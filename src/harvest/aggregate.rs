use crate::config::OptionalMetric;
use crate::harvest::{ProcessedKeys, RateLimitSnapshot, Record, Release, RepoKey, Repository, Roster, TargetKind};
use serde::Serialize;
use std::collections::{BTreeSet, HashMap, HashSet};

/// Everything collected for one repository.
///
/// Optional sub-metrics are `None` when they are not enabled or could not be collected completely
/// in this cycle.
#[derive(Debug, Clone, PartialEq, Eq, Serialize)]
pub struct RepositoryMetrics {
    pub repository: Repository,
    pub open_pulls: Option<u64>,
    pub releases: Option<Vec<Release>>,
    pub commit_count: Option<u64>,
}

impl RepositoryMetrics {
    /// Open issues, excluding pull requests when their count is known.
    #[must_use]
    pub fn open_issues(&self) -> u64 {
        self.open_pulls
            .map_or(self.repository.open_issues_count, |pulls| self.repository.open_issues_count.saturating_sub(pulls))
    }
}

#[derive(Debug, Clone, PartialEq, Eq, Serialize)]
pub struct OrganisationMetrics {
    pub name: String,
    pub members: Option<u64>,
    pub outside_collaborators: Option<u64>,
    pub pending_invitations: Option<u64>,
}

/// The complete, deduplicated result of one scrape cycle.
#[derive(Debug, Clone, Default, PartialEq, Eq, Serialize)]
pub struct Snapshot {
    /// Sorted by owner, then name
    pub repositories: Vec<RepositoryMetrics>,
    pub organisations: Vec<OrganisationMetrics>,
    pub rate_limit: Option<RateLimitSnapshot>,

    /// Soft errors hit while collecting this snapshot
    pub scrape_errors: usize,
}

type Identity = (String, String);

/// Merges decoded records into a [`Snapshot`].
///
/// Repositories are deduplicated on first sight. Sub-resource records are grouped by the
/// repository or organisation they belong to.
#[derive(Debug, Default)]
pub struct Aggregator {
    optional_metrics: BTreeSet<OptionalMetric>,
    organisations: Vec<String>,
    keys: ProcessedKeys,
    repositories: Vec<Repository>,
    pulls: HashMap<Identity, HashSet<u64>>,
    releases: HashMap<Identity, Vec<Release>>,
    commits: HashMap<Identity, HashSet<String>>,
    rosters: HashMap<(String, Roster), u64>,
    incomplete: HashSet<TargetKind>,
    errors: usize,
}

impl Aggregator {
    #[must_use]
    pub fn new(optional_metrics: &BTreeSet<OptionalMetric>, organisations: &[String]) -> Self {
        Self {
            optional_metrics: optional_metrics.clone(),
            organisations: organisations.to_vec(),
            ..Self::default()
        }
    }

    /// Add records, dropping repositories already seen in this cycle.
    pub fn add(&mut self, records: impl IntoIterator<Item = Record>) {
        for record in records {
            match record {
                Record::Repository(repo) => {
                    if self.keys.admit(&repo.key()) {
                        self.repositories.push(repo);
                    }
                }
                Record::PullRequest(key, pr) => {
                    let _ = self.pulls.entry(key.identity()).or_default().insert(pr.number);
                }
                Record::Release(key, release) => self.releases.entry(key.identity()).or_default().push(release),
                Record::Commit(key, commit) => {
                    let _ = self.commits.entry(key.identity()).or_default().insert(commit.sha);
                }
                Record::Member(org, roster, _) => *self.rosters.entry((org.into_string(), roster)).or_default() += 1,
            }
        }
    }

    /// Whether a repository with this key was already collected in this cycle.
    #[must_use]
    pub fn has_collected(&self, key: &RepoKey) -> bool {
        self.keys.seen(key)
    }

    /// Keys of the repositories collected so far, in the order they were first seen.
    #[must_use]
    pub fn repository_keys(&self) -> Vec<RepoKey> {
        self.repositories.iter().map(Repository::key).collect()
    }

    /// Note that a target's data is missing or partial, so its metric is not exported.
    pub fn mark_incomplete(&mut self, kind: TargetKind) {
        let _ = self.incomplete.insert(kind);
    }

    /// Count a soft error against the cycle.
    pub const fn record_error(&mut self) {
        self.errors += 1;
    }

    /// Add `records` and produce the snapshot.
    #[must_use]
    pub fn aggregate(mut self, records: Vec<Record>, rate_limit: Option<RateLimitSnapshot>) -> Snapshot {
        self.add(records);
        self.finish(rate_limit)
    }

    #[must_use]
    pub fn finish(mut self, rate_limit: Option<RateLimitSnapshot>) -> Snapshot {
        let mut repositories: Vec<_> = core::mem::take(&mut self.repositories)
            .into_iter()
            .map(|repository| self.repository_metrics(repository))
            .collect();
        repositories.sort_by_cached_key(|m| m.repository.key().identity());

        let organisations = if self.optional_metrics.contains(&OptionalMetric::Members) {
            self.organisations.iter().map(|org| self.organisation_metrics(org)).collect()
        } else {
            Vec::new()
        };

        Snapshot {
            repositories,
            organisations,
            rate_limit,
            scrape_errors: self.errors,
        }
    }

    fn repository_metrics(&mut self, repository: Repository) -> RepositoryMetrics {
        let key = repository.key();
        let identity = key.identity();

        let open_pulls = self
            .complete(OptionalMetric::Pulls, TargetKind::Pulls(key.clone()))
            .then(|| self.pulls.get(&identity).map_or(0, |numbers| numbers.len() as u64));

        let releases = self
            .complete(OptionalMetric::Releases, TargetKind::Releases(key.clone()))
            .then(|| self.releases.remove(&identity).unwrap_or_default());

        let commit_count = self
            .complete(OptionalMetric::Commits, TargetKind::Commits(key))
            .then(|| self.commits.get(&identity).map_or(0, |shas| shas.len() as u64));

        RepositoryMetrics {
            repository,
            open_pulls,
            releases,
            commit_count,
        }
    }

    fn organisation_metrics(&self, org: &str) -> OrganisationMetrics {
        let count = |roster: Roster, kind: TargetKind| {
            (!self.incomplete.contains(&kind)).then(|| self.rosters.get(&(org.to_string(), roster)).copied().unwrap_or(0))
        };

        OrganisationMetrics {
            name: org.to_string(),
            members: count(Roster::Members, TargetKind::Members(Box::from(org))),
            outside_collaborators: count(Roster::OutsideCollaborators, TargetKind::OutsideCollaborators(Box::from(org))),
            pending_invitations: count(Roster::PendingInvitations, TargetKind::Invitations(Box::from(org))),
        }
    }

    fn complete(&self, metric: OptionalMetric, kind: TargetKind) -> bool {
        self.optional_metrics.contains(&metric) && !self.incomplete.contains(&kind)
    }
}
▬▬▬
• _Work order_:
Copy the lines above exactly, beginning at the line that has "let _ = self.incomplete.insert(kind);" and stopping after the line that has "let organisations = if", and omit the rest.

• _Answer to this problem_:
        let _ = self.incomplete.insert(kind);
    }

    /// Count a soft error against the cycle.
    pub const fn record_error(&mut self) {
        self.errors += 1;
    }

    /// Add `records` and produce the snapshot.
    #[must_use]
    pub fn aggregate(mut self, records: Vec<Record>, rate_limit: Option<RateLimitSnapshot>) -> Snapshot {
        self.add(records);
        self.finish(rate_limit)
    }

    #[must_use]
    pub fn finish(mut self, rate_limit: Option<RateLimitSnapshot>) -> Snapshot {
        let mut repositories: Vec<_> = core::mem::take(&mut self.repositories)
            .into_iter()
            .map(|repository| self.repository_metrics(repository))
            .collect();
        repositories.sort_by_cached_key(|m| m.repository.key().identity());

        let organisations = if self.optional_metrics.contains(&OptionalMetric::Members) {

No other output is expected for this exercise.